Exercise requirements
All that is needed is each line of the entries holding the word "AccountPatch", copied as it stands.

Records provided

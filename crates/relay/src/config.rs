use std::net::SocketAddr;

use clap::Parser;

use crate::error::RelayError;

/// telerelay: source status frames in, live text feed out
#[derive(Parser, Debug, Clone)]
#[command(name = "telerelay")]
#[command(about = "Relay binary source status frames to line-oriented listeners")]
pub struct Config {
    /// Host both endpoints bind to
    #[arg(long, env = "RELAY_HOST", default_value = "127.0.0.1")]
    pub host: String,

    /// Port sources push frames to
    #[arg(long, env = "RELAY_SOURCE_PORT", default_value = "8888")]
    pub source_port: u16,

    /// Port listeners connect to for the text feed
    #[arg(long, env = "RELAY_LISTENER_PORT", default_value = "8889")]
    pub listener_port: u16,

    /// Health/metrics listen address (disabled when unset)
    #[arg(long, env = "RELAY_HEALTH_ADDR")]
    pub health_addr: Option<SocketAddr>,

    /// Emit logs as JSON
    #[arg(long)]
    pub log_json: bool,
}

impl Config {
    pub fn validate(&self) -> Result<(), RelayError> {
        if self.host.trim().is_empty() {
            return Err(RelayError::Config("host must not be empty".into()));
        }
        Ok(())
    }

    pub fn source_bind(&self) -> String {
        format!("{}:{}", self.host, self.source_port)
    }

    pub fn listener_bind(&self) -> String {
        format!("{}:{}", self.host, self.listener_port)
    }
}

#[cfg(test)]
mod tests {
    use super::*;

    #[test]
    fn test_defaults() {
        let config = Config::try_parse_from(["telerelay"]).unwrap();
        assert_eq!(config.source_bind(), "127.0.0.1:8888");
        assert_eq!(config.listener_bind(), "127.0.0.1:8889");
        assert!(config.health_addr.is_none());
        assert!(!config.log_json);
        assert!(config.validate().is_ok());
    }

    #[test]
    fn test_flags_override() {
        let config = Config::try_parse_from([
            "telerelay",
            "--host",
            "0.0.0.0",
            "--source-port",
            "9000",
            "--listener-port",
            "9001",
            "--health-addr",
            "127.0.0.1:9090",
            "--log-json",
        ])
        .unwrap();
        assert_eq!(config.source_bind(), "0.0.0.0:9000");
        assert_eq!(config.listener_bind(), "0.0.0.0:9001");
        assert_eq!(config.health_addr, Some("127.0.0.1:9090".parse().unwrap()));
        assert!(config.log_json);
    }

    #[test]
    fn test_empty_host_rejected() {
        let config = Config::try_parse_from(["telerelay", "--host", " "]).unwrap();
        assert!(matches!(config.validate(), Err(RelayError::Config(_))));
    }
}
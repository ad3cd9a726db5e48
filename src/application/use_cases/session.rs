use std::sync::Arc;

use tracing::instrument;

use crate::{
    app_error::AppResult,
    application::{ports::navigator::Navigator, use_cases::state_store::StateStore},
    domain::entities::account_record::{AccountPatch, AccountRecord},
};

/// Sign-in/out and the protected-page guard.
#[derive(Clone)]
pub struct SessionUseCases {
    store: Arc<StateStore>,
    navigator: Arc<dyn Navigator>,
    login_page: String,
    entry_page: String,
}

impl SessionUseCases {
    pub fn new(
        store: Arc<StateStore>,
        navigator: Arc<dyn Navigator>,
        login_page: String,
        entry_page: String,
    ) -> Self {
        Self {
            store,
            navigator,
            login_page,
            entry_page,
        }
    }

    pub fn login_page(&self) -> &str {
        &self.login_page
    }

    pub fn entry_page(&self) -> &str {
        &self.entry_page
    }

    /// Redirect to the configured login page unless signed in.
    pub fn require_login(&self) -> bool {
        self.require_login_to(&self.login_page)
    }

    /// Redirect to `redirect_to` unless signed in. Returns whether the page may render.
    #[instrument(skip(self))]
    pub fn require_login_to(&self, redirect_to: &str) -> bool {
        if self.store.load().logged_in {
            return true;
        }
        tracing::info!(redirect_to, "Not signed in, redirecting");
        self.navigator.navigate(redirect_to);
        false
    }

    #[instrument(skip(self))]
    pub fn sign_in(&self) -> AppResult<AccountRecord> {
        self.store.set(AccountPatch::logged_in(true))
    }

    /// Clear the session flag and go to the entry page. Other fields survive.
    #[instrument(skip(self))]
    pub fn sign_out(&self) -> AppResult<()> {
        self.store.set(AccountPatch::logged_in(false))?;
        self.navigator.navigate(&self.entry_page);
        Ok(())
    }
}
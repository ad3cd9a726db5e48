/// Full-page navigation for the current tab.
pub trait Navigator: Send + Sync {
    fn navigate(&self, target: &str);
}
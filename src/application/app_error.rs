use thiserror::Error;

#[derive(Error, Debug)]
pub enum AppError {
    #[error("Storage error: {0}")]
    Storage(String),

    #[error("Invalid input: {0}")]
    InvalidInput(String),

    #[error("Internal error: {0}")]
    Internal(String),
}

impl From<std::io::Error> for AppError {
    fn from(err: std::io::Error) -> Self {
        tracing::error!(error = ?err, "Storage I/O failed");
        AppError::Storage(err.to_string())
    }
}

impl From<serde_json::Error> for AppError {
    fn from(err: serde_json::Error) -> Self {
        if err.is_io() {
            AppError::Storage(err.to_string())
        } else {
            AppError::InvalidInput(err.to_string())
        }
    }
}

pub type AppResult<T> = Result<T, AppError>;
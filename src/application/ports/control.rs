/// An interactive element that can be switched off and on.
///
/// Implementations must tolerate calls after the element left the page.
pub trait Control: Send + Sync {
    fn set_disabled(&self, disabled: bool);
}
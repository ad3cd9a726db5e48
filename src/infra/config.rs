use std::path::PathBuf;

use env_helpers::get_env_default;

use crate::application::use_cases::state_store::DEFAULT_STORAGE_KEY;

pub struct AppConfig {
    /// JSON file standing in for the browser profile. Empty means in-memory only.
    pub storage_path: Option<PathBuf>,
    pub storage_key: String,
    /// Where the guard sends signed-out visitors.
    pub login_page: String,
    /// Where sign-out lands.
    pub entry_page: String,
    /// Optional file for structured JSON logs.
    pub log_file: Option<PathBuf>,
}

impl Default for AppConfig {
    fn default() -> Self {
        Self {
            storage_path: None,
            storage_key: DEFAULT_STORAGE_KEY.to_string(),
            login_page: "index.html".to_string(),
            entry_page: "index.html".to_string(),
            log_file: None,
        }
    }
}

impl AppConfig {
    pub fn from_env() -> Self {
        let storage_path: String = get_env_default(
            "MOCKFLIX_STORAGE_PATH",
            ".mockflix/local_storage.json".to_string(),
        );
        let storage_key: String =
            get_env_default("MOCKFLIX_STORAGE_KEY", DEFAULT_STORAGE_KEY.to_string());
        let login_page: String = get_env_default("MOCKFLIX_LOGIN_PAGE", "index.html".to_string());
        let entry_page: String = get_env_default("MOCKFLIX_ENTRY_PAGE", "index.html".to_string());
        let log_file: String = get_env_default("LOG_FILE", String::new());

        Self {
            storage_path: non_empty_path(storage_path),
            storage_key,
            login_page,
            entry_page,
            log_file: non_empty_path(log_file),
        }
    }

    pub fn with_storage_path(mut self, path: Option<PathBuf>) -> Self {
        if path.is_some() {
            self.storage_path = path;
        }
        self
    }
}

fn non_empty_path(raw: String) -> Option<PathBuf> {
    let trimmed = raw.trim();
    (!trimmed.is_empty()).then(|| PathBuf::from(trimmed))
}

#[cfg(test)]
mod tests {
    use super::*;

    #[test]
    fn test_defaults() {
        let config = AppConfig::default();
        assert_eq!(config.storage_key, "mockflix_state");
        assert_eq!(config.login_page, "index.html");
        assert_eq!(config.entry_page, "index.html");
        assert!(config.storage_path.is_none());
    }

    #[test]
    fn test_blank_storage_path_means_memory() {
        assert_eq!(non_empty_path("  ".into()), None);
        assert_eq!(
            non_empty_path("profile.json".into()),
            Some(PathBuf::from("profile.json"))
        );
    }

    #[test]
    fn test_blank_log_file_disables_file_layer() {
        assert_eq!(non_empty_path(String::new()), None);
        assert_eq!(
            non_empty_path(" logs/mockflix.json ".into()),
            Some(PathBuf::from("logs/mockflix.json"))
        );
    }

    #[test]
    fn test_storage_path_override() {
        let config = AppConfig::default().with_storage_path(Some("custom.json".into()));
        assert_eq!(config.storage_path, Some(PathBuf::from("custom.json")));

        let kept = config.with_storage_path(None);
        assert_eq!(kept.storage_path, Some(PathBuf::from("custom.json")));
    }
}
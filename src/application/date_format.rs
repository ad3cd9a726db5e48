const MONTHS: [&str; 12] = [
    "January",
    "February",
    "March",
    "April",
    "May",
    "June",
    "July",
    "August",
    "September",
    "October",
    "November",
    "December",
];

/// Format a `YYYY-MM-DD` string as `Month D, Year`.
///
/// Fields are read literally from the string, so the output never depends on
/// the local time zone or locale. Returns `None` for anything that is not three
/// numeric fields with a month in 1..=12.
pub fn format_iso_date(iso: &str) -> Option<String> {
    let mut parts = iso.split('-');
    let year: u32 = parts.next()?.trim().parse().ok()?;
    let month: usize = parts.next()?.trim().parse().ok()?;
    let day: u32 = parts.next()?.trim().parse().ok()?;
    if parts.next().is_some() {
        return None;
    }

    let name = MONTHS.get(month.checked_sub(1)?)?;
    Some(format!("{name} {day}, {year}"))
}

/// Upper-case the first character, leave the rest as written.
pub fn capitalize(s: &str) -> String {
    let mut chars = s.chars();
    match chars.next() {
        Some(first) => first.to_uppercase().chain(chars).collect(),
        None => String::new(),
    }
}
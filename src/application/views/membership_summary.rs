use crate::{
    application::{
        date_format::{capitalize, format_iso_date},
        markup::{Element, Node},
    },
    domain::entities::account_record::AccountRecord,
};

pub const MEMBERSHIP_SUMMARY_CONTAINER: &str = "membershipSummary";

/// Status line split so the date can be emphasised.
#[derive(Debug, Clone, PartialEq, Eq)]
pub struct StatusLine {
    pub phrase: &'static str,
    pub date: String,
}

impl StatusLine {
    pub fn text(&self) -> String {
        format!("{} {}", self.phrase, self.date)
    }
}

/// What the membership panel shows for a record.
#[derive(Debug, Clone, PartialEq, Eq)]
pub struct MembershipSummary {
    pub plan: String,
    /// `None` for a status with no wording; the row then renders empty.
    pub status: Option<StatusLine>,
    pub billing: String,
}

impl MembershipSummary {
    pub fn from_record(record: &AccountRecord) -> Self {
        let renewal = format_iso_date(&record.renewal_date_iso)
            .unwrap_or_else(|| record.renewal_date_iso.clone());

        let status = record
            .subscription_status
            .status_phrase()
            .map(|phrase| StatusLine {
                phrase,
                date: renewal,
            });

        let billing = if record.billing_provider.is_direct() {
            record.payment.clone()
        } else {
            format!(
                "Billed through {}",
                capitalize(record.billing_provider.as_str())
            )
        };

        Self {
            plan: record.plan.clone(),
            status,
            billing,
        }
    }

    pub fn status_text(&self) -> String {
        self.status.as_ref().map(StatusLine::text).unwrap_or_default()
    }

    pub fn render(&self) -> Vec<Element> {
        let status_value = match &self.status {
            Some(line) => Element::new("div")
                .class("v")
                .child(Node::text(format!("{} ", line.phrase)))
                .child(Element::new("strong").text(line.date.clone())),
            None => Element::new("div").class("v"),
        };

        vec![
            row("Plan", Element::new("div").class("v").text(self.plan.clone())),
            row("Status", status_value),
            row(
                "Billing",
                Element::new("div").class("v").text(self.billing.clone()),
            ),
        ]
    }
}

fn row(label: &str, value: Element) -> Element {
    Element::new("div")
        .class("kv")
        .child(Element::new("div").class("k").text(label))
        .child(value)
}

#[cfg(test)]
mod tests {
    use super::*;
    use crate::{
        domain::entities::{
            billing_provider::BillingProvider, subscription_status::SubscriptionStatus,
        },
        test_utils::create_test_record,
    };

    #[test]
    fn test_paused_status_line() {
        let record = create_test_record(|r| {
            r.subscription_status = SubscriptionStatus::Paused;
            r.renewal_date_iso = "2026-03-18".into();
        });
        let summary = MembershipSummary::from_record(&record);
        assert_eq!(summary.status_text(), "Paused until March 18, 2026");
    }

    #[test]
    fn test_active_and_cancelled_status_lines() {
        let active = create_test_record(|r| r.renewal_date_iso = "2025-07-04".into());
        assert_eq!(
            MembershipSummary::from_record(&active).status_text(),
            "Renews on July 4, 2025"
        );

        let cancelled = create_test_record(|r| r.subscription_status = SubscriptionStatus::Cancelled);
        assert_eq!(
            MembershipSummary::from_record(&cancelled).status_text(),
            "Active until March 18, 2026"
        );
    }

    #[test]
    fn test_unrecognized_status_is_blank() {
        let record = create_test_record(|r| {
            r.subscription_status = SubscriptionStatus::Unrecognized("expired".into())
        });
        let summary = MembershipSummary::from_record(&record);
        assert!(summary.status.is_none());
        assert_eq!(summary.status_text(), "");
        assert_eq!(summary.render()[1].text_content(), "Status");
    }

    #[test]
    fn test_billing_line_for_storefront() {
        let record = create_test_record(|r| r.billing_provider = BillingProvider::Apple);
        assert_eq!(
            MembershipSummary::from_record(&record).billing,
            "Billed through Apple"
        );
    }

    #[test]
    fn test_billing_line_for_direct() {
        let record = create_test_record(|r| {
            r.billing_provider = BillingProvider::Direct;
            r.payment = "Visa •••• 4242".into();
        });
        assert_eq!(MembershipSummary::from_record(&record).billing, "Visa •••• 4242");
    }

    #[test]
    fn test_billing_line_for_unrecognized_provider() {
        let record = create_test_record(|r| {
            r.billing_provider = BillingProvider::Unrecognized("roku".into())
        });
        assert_eq!(
            MembershipSummary::from_record(&record).billing,
            "Billed through Roku"
        );
    }

    #[test]
    fn test_malformed_date_is_shown_verbatim() {
        let record = create_test_record(|r| r.renewal_date_iso = "soon".into());
        assert_eq!(
            MembershipSummary::from_record(&record).status_text(),
            "Renews on soon"
        );
    }

    #[test]
    fn test_render_structure() {
        let record = create_test_record(|r| r.plan = "Premium <4K>".into());
        let rows = MembershipSummary::from_record(&record).render();

        assert_eq!(rows.len(), 3);
        assert!(rows.iter().all(|row| row.has_class("kv")));
        assert_eq!(rows[0].text_content(), "PlanPremium <4K>");
        assert_eq!(
            rows[1].to_html(),
            "<div class=\"kv\"><div class=\"k\">Status</div><div class=\"v\">Renews on <strong>March 18, 2026</strong></div></div>"
        );
        assert!(rows[0].to_html().contains("Premium &lt;4K&gt;"));
    }
}
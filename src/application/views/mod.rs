pub mod membership_summary;
pub mod topbar;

Response area
    domain::entities::account_record::{AccountPatch, AccountRecord},
        self.store.set(AccountPatch::logged_in(true))
        self.store.set(AccountPatch::logged_in(false))?;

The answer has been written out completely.